** EXCERPTED DATA follows **
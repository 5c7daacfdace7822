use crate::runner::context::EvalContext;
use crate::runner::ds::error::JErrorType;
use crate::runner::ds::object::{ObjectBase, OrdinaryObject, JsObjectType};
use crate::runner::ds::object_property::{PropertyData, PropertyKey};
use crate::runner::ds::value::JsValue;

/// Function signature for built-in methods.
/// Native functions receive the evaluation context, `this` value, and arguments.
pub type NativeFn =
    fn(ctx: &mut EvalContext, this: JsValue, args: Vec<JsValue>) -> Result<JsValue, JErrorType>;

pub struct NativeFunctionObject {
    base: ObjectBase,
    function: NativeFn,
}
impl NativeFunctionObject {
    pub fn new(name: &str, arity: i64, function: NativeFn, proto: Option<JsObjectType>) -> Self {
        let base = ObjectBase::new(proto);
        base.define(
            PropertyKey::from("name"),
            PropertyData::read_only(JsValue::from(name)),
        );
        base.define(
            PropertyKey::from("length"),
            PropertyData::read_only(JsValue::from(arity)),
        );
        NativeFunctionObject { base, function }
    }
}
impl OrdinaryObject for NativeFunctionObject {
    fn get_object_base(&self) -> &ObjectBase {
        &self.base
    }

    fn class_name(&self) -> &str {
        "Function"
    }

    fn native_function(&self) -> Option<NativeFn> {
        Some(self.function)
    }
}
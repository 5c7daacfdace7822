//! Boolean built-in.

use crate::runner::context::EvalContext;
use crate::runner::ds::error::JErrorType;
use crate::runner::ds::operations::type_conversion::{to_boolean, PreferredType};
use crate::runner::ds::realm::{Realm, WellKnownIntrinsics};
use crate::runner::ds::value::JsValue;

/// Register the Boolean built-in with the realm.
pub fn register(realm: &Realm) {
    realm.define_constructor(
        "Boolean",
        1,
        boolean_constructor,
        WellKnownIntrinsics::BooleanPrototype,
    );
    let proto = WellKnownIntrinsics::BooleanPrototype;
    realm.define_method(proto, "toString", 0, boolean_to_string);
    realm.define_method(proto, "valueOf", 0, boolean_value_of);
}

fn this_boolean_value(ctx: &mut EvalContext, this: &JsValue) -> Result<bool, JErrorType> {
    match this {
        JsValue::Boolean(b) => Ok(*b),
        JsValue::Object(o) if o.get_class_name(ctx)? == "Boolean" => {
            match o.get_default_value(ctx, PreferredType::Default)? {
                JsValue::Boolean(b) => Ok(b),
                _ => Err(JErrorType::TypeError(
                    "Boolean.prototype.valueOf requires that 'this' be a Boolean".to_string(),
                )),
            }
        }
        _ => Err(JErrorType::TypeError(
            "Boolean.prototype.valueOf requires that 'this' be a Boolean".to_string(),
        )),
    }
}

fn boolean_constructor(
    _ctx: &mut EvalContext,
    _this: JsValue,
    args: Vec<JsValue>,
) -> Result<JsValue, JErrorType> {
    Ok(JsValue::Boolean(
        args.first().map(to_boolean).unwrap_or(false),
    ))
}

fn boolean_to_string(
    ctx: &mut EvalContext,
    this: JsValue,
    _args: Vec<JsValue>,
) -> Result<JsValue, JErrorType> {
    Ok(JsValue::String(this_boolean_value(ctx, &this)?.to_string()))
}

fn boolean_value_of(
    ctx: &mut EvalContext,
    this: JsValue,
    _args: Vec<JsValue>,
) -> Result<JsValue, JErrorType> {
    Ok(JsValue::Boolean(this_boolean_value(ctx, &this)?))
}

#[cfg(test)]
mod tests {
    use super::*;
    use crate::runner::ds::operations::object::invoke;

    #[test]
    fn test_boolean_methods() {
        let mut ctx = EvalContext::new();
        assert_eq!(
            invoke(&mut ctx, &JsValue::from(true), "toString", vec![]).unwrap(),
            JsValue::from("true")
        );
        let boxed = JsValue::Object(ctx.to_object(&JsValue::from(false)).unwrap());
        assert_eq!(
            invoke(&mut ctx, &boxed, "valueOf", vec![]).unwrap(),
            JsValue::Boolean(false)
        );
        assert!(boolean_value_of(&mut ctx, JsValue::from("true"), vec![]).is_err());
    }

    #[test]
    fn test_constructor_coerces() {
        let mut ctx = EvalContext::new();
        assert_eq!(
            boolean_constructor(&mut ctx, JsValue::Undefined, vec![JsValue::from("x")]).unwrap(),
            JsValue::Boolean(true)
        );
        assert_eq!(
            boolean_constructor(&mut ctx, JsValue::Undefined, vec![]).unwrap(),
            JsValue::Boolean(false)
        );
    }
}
** End of EXCERPTED DATA **
WHAT YOU SHOULD DO: Each line above that contains the string "PreferredType" should be copied.

ANSWER BOX:
use crate::runner::ds::operations::type_conversion::{to_boolean, PreferredType};
            match o.get_default_value(ctx, PreferredType::Default)? {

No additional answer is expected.